Work order: Scan the lines below for "TopologyChanged"; report the number of lines that contain it, and only that.

[Stored items]
>>>>

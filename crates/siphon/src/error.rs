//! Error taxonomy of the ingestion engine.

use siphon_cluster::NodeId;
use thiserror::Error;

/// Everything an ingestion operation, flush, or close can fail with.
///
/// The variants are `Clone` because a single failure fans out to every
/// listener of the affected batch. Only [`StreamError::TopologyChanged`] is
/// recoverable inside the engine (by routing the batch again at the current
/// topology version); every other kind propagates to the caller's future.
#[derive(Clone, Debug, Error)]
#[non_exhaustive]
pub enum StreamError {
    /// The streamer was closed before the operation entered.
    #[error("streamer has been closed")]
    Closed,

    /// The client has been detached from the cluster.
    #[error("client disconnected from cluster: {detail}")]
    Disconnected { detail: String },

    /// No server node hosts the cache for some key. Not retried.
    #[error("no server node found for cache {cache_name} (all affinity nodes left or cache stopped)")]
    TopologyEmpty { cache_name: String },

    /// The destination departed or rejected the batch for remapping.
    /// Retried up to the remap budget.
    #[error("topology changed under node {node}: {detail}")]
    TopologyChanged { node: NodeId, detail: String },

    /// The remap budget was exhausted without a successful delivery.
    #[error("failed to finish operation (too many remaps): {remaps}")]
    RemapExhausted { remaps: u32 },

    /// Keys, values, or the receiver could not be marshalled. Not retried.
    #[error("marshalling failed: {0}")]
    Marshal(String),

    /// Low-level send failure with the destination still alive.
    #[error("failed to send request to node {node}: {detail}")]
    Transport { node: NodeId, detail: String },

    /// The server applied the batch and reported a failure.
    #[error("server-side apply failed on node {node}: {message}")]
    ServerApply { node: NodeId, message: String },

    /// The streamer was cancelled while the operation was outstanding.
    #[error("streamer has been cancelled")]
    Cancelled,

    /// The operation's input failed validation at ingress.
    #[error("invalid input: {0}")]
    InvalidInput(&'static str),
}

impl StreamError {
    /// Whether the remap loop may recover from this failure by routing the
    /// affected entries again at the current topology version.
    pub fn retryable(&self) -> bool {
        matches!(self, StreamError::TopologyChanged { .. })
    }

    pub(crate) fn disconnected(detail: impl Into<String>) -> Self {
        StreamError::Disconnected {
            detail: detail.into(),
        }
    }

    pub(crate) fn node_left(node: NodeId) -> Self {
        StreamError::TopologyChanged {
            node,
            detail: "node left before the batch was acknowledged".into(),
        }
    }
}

<<<<

Answer to this exercise: 4